SUPPLIED MATERIAL below:
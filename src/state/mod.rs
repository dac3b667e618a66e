// State management module
//
// Provides the StateManager which wraps AppState with thread-safe access
// using Arc<RwLock<T>> and emits change events for GUI updates.

use crate::models::{AppState, LogEntry, LogLevel, TaskKind};
use camino::Utf8PathBuf;
use std::sync::{Arc, RwLock};
use tokio::sync::broadcast;

/// Change events emitted when state is modified
///
/// The GUI subscribes to these instead of polling the state.
#[derive(Clone, Debug, PartialEq)]
pub enum StateChange {
    /// The game directory selection has been updated
    ConfigurationChanged { is_game_dir_configured: bool },

    /// An install or update task has started
    TaskStarted { task: TaskKind },

    /// The running task has finished (successfully or not)
    TaskFinished,

    /// Bytes received for the asset currently downloading
    DownloadProgress {
        asset: String,
        downloaded: u64,
        total: u64,
    },

    /// A line has been appended to the installation log
    LogAppended { entry: LogEntry },

    /// The current operation description has changed
    OperationChanged { operation: String },
}

/// Thread-safe state manager with event emission
///
/// The central state component of the installer:
/// - Provides thread-safe access to [`AppState`] via `Arc<RwLock<T>>`
/// - Detects state changes and emits [`StateChange`] events
/// - Supports subscribing to state changes via tokio broadcast channels
///
/// Always go through `StateManager` instead of touching [`AppState`]:
/// [`read()`](Self::read) for reads, [`update()`](Self::update) for
/// mutations with automatic event emission, [`subscribe()`](Self::subscribe)
/// to listen for changes.
pub struct StateManager {
    /// The application state protected by RwLock for thread-safe access
    state: Arc<RwLock<AppState>>,

    /// Broadcast channel for emitting state change events
    state_tx: broadcast::Sender<StateChange>,
}

impl StateManager {
    /// Create a new StateManager with default state and a broadcast buffer
    /// of 100 events.
    pub fn new() -> Self {
        let (state_tx, _) = broadcast::channel(100);
        Self {
            state: Arc::new(RwLock::new(AppState::default())),
            state_tx,
        }
    }

    /// Get a read-only snapshot of the current state.
    ///
    /// Clones the entire state so it is safe to use without holding locks.
    pub fn snapshot(&self) -> AppState {
        self.state.read().unwrap().clone()
    }

    /// Execute a function with read access to the state.
    pub fn read<F, R>(&self, f: F) -> R
    where
        F: FnOnce(&AppState) -> R,
    {
        let state = self.state.read().unwrap();
        f(&state)
    }

    /// Update the state and emit change events.
    ///
    /// Captures the old state, applies the update function, diffs the two,
    /// and broadcasts an event for every difference found.
    pub fn update<F>(&self, update_fn: F) -> Vec<StateChange>
    where
        F: FnOnce(&mut AppState),
    {
        let mut state = self.state.write().unwrap();
        let old_state = state.clone();

        update_fn(&mut state);

        let changes = self.detect_changes(&old_state, &state);
        for change in &changes {
            // Ignore send errors - it's OK if no one is listening
            let _ = self.state_tx.send(change.clone());
        }

        changes
    }

    /// Subscribe to state change events.
    pub fn subscribe(&self) -> broadcast::Receiver<StateChange> {
        self.state_tx.subscribe()
    }

    /// Diff two states and generate the events to broadcast.
    fn detect_changes(&self, old: &AppState, new: &AppState) -> Vec<StateChange> {
        let mut changes = Vec::new();

        if old.game_dir != new.game_dir
            || old.is_game_dir_configured != new.is_game_dir_configured
        {
            changes.push(StateChange::ConfigurationChanged {
                is_game_dir_configured: new.is_game_dir_configured,
            });
        }

        if old.active_task != new.active_task {
            match new.active_task {
                Some(task) => changes.push(StateChange::TaskStarted { task }),
                None => changes.push(StateChange::TaskFinished),
            }
        }

        if old.current_operation != new.current_operation {
            changes.push(StateChange::OperationChanged {
                operation: new.current_operation.clone(),
            });
        }

        changes
    }

    // Convenience methods for common state updates

    /// Set the game directory and update the configuration flag.
    pub fn set_game_dir(&self, path: Option<Utf8PathBuf>) -> Vec<StateChange> {
        self.update(|state| {
            state.is_game_dir_configured = path.is_some();
            state.game_dir = path;
        })
    }

    /// Try to start a task. Returns false if another task is running.
    pub fn begin_task(&self, task: TaskKind) -> bool {
        let mut state = self.state.write().unwrap();
        if state.active_task.is_some() {
            tracing::warn!("Refusing to start {:?}: a task is already running", task);
            return false;
        }

        state.active_task = Some(task);
        state.current_operation = format!("Starting {}...", task.noun());
        state.reset_progress();

        let _ = self.state_tx.send(StateChange::TaskStarted { task });
        let _ = self.state_tx.send(StateChange::OperationChanged {
            operation: state.current_operation.clone(),
        });
        true
    }

    /// Mark the running task finished and clear progress.
    pub fn finish_task(&self) {
        {
            let mut state = self.state.write().unwrap();
            state.active_task = None;
            state.current_operation.clear();
            state.reset_progress();
        }
        let _ = self.state_tx.send(StateChange::TaskFinished);
    }

    /// Append a log line and broadcast it to subscribers.
    pub fn log(&self, level: LogLevel, message: impl Into<String>) {
        let entry = LogEntry {
            level,
            message: message.into(),
        };

        match level {
            LogLevel::Error => tracing::error!("{}", entry.message),
            LogLevel::Warning => tracing::warn!("{}", entry.message),
            _ => tracing::info!("{}", entry.message),
        }

        {
            let mut state = self.state.write().unwrap();
            state.append_log(entry.level, entry.message.clone());
        }
        let _ = self.state_tx.send(StateChange::LogAppended { entry });
    }

    /// Record download progress for an asset and broadcast it.
    pub fn update_download_progress(&self, asset: &str, downloaded: u64, total: u64) {
        {
            let mut state = self.state.write().unwrap();
            if state.current_asset.as_deref() != Some(asset) {
                state.current_asset = Some(asset.to_string());
            }
            state.bytes_downloaded = downloaded;
            state.bytes_total = total;
        }
        let _ = self.state_tx.send(StateChange::DownloadProgress {
            asset: asset.to_string(),
            downloaded,
            total,
        });
    }

    /// Set the current operation description.
    pub fn set_operation(&self, operation: impl Into<String>) -> Vec<StateChange> {
        self.update(|state| {
            state.current_operation = operation.into();
        })
    }

    /// Load settings from the installer configuration into state.
    pub fn load_from_config(&self, config: &crate::models::InstallerConfig) -> Vec<StateChange> {
        self.update(|state| {
            let settings = &config.settings;

            if !settings.game_dir.is_empty() {
                state.game_dir = Some(Utf8PathBuf::from(&settings.game_dir));
                state.is_game_dir_configured = true;
            }

            state.update_check = settings.update_check;
            state.debug_mode = settings.debug_mode;
            if !settings.last_installed_tag.is_empty() {
                state.last_installed_tag = Some(settings.last_installed_tag.clone());
            }

            tracing::info!(
                "Loaded settings: game_dir={}, update_check={}, debug={}",
                state.is_game_dir_configured,
                state.update_check,
                state.debug_mode
            );
        })
    }
}

impl Default for StateManager {
    fn default() -> Self {
        Self::new()
    }
}

// Make StateManager cloneable for sharing across threads
impl Clone for StateManager {
    fn clone(&self) -> Self {
        Self {
            state: Arc::clone(&self.state),
            state_tx: self.state_tx.clone(),
        }
    }
}

#[cfg(test)]
mod tests {
    use super::*;

    #[test]
    fn test_new_state_manager() {
        let manager = StateManager::new();
        let state = manager.snapshot();

        assert!(!state.is_busy());
        assert!(!state.is_game_dir_configured);
    }

    #[test]
    fn test_set_game_dir_emits_configuration_change() {
        let manager = StateManager::new();

        let changes = manager.set_game_dir(Some(Utf8PathBuf::from("/games/WorldBox")));

        assert_eq!(changes.len(), 1);
        assert!(matches!(
            changes[0],
            StateChange::ConfigurationChanged {
                is_game_dir_configured: true
            }
        ));
        assert!(manager.read(|s| s.is_game_dir_configured));
    }

    #[test]
    fn test_begin_task_blocks_second_task() {
        let manager = StateManager::new();

        assert!(manager.begin_task(TaskKind::Install));
        assert!(!manager.begin_task(TaskKind::Update));
        assert_eq!(manager.read(|s| s.active_task), Some(TaskKind::Install));
    }

    #[test]
    fn test_finish_task_clears_progress() {
        let manager = StateManager::new();
        manager.begin_task(TaskKind::Update);
        manager.update_download_progress("NeoModLoader.dll", 10, 100);

        manager.finish_task();

        let state = manager.snapshot();
        assert!(!state.is_busy());
        assert!(state.current_asset.is_none());
        assert_eq!(state.bytes_downloaded, 0);
    }

    #[test]
    fn test_log_appends_and_broadcasts() {
        let manager = StateManager::new();
        let mut rx = manager.subscribe();

        manager.log(LogLevel::Success, "Valid WorldBox directory detected");

        let event = rx.try_recv().unwrap();
        match event {
            StateChange::LogAppended { entry } => {
                assert_eq!(entry.level, LogLevel::Success);
                assert_eq!(entry.message, "Valid WorldBox directory detected");
            }
            other => panic!("unexpected event: {other:?}"),
        }
        assert_eq!(manager.read(|s| s.log.len()), 1);
    }

    #[test]
    fn test_download_progress_broadcast() {
        let manager = StateManager::new();
        let mut rx = manager.subscribe();

        manager.update_download_progress("NeoModLoader.pdb", 512, 2048);

        let event = rx.try_recv().unwrap();
        assert_eq!(
            event,
            StateChange::DownloadProgress {
                asset: "NeoModLoader.pdb".to_string(),
                downloaded: 512,
                total: 2048,
            }
        );
        assert_eq!(manager.read(|s| s.bytes_total), 2048);
    }

    #[test]
    fn test_subscribe_to_task_lifecycle() {
        let manager = StateManager::new();
        let mut rx = manager.subscribe();

        manager.begin_task(TaskKind::Install);
        manager.finish_task();

        assert!(matches!(
            rx.try_recv().unwrap(),
            StateChange::TaskStarted {
                task: TaskKind::Install
            }
        ));
        assert!(matches!(
            rx.try_recv().unwrap(),
            StateChange::OperationChanged { .. }
        ));
        assert!(matches!(rx.try_recv().unwrap(), StateChange::TaskFinished));
    }

    #[test]
    fn test_multiple_subscribers() {
        let manager = StateManager::new();
        let mut rx1 = manager.subscribe();
        let mut rx2 = manager.subscribe();

        manager.begin_task(TaskKind::Install);

        assert!(rx1.try_recv().is_ok());
        assert!(rx2.try_recv().is_ok());
    }

    #[test]
    fn test_load_from_config() {
        let manager = StateManager::new();
        let mut config = crate::models::InstallerConfig::default();
        config.settings.game_dir = "/games/WorldBox".to_string();
        config.settings.debug_mode = true;
        config.settings.last_installed_tag = "v1.1.0".to_string();

        manager.load_from_config(&config);

        let state = manager.snapshot();
        assert_eq!(state.game_dir, Some(Utf8PathBuf::from("/games/WorldBox")));
        assert!(state.debug_mode);
        assert_eq!(state.last_installed_tag, Some("v1.1.0".to_string()));
    }

    #[test]
    fn test_clone_shares_state() {
        let manager1 = StateManager::new();
        let manager2 = manager1.clone();

        manager1.set_game_dir(Some(Utf8PathBuf::from("/games/WorldBox")));

        assert!(manager2.read(|s| s.is_game_dir_configured));
    }
}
End of SUPPLIED MATERIAL.
WHAT YOU NEED TO DO: Nothing but a number should be given: the count of lines above that hold "TaskFinished".

REPLY TO THE EXERCISE: 4